Could you filter the material and copy every line where the word "spaces" occurs?

════════════════

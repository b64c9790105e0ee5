use std::mem::size_of;

use crate::util::{Result, VdrError};

pub fn encode_fixed32(dst: &mut [u8], value: u32) {
    dst[..size_of::<u32>()].copy_from_slice(&value.to_le_bytes());
}

pub fn decode_fixed32(input: &[u8]) -> u32 {
    let (bytes, _) = input.split_at(size_of::<u32>());
    u32::from_le_bytes(bytes.try_into().unwrap())
}

pub fn extend_fixed32(dst: &mut Vec<u8>, value: u32) {
    let mut buf = [0u8; size_of::<u32>()];
    encode_fixed32(&mut buf, value);
    dst.extend_from_slice(&buf);
}

/// Append `text` as a fixed-width field: ASCII upper-cased and right-padded
/// with spaces to exactly `width` bytes.
///
/// Empty and over-width input are rejected, never truncated. Width checks use
/// byte length, since the on-disk field is byte-sized.
pub fn extend_text(dst: &mut Vec<u8>, text: &str, width: usize) -> Result<()> {
    if text.is_empty() {
        return Err(VdrError::invalid_input("text field must not be empty"));
    }
    if text.len() > width {
        return Err(VdrError::InvalidInput(format!(
            "text field is {} bytes, field width is {width}",
            text.len()
        )));
    }
    let upper = text.to_ascii_uppercase();
    dst.extend_from_slice(upper.as_bytes());
    dst.resize(dst.len() + width - upper.len(), b' ');
    Ok(())
}

/// Decode a fixed-width text field by stripping trailing spaces. Never fails;
/// non-UTF-8 bytes degrade to replacement characters.
pub fn decode_text(input: &[u8]) -> String {
    let end = input
        .iter()
        .rposition(|&byte| byte != b' ')
        .map_or(0, |index| index + 1);
    String::from_utf8_lossy(&input[..end]).into_owned()
}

════════════════

RESULT:
/// with spaces to exactly `width` bytes.
/// Decode a fixed-width text field by stripping trailing spaces. Never fails;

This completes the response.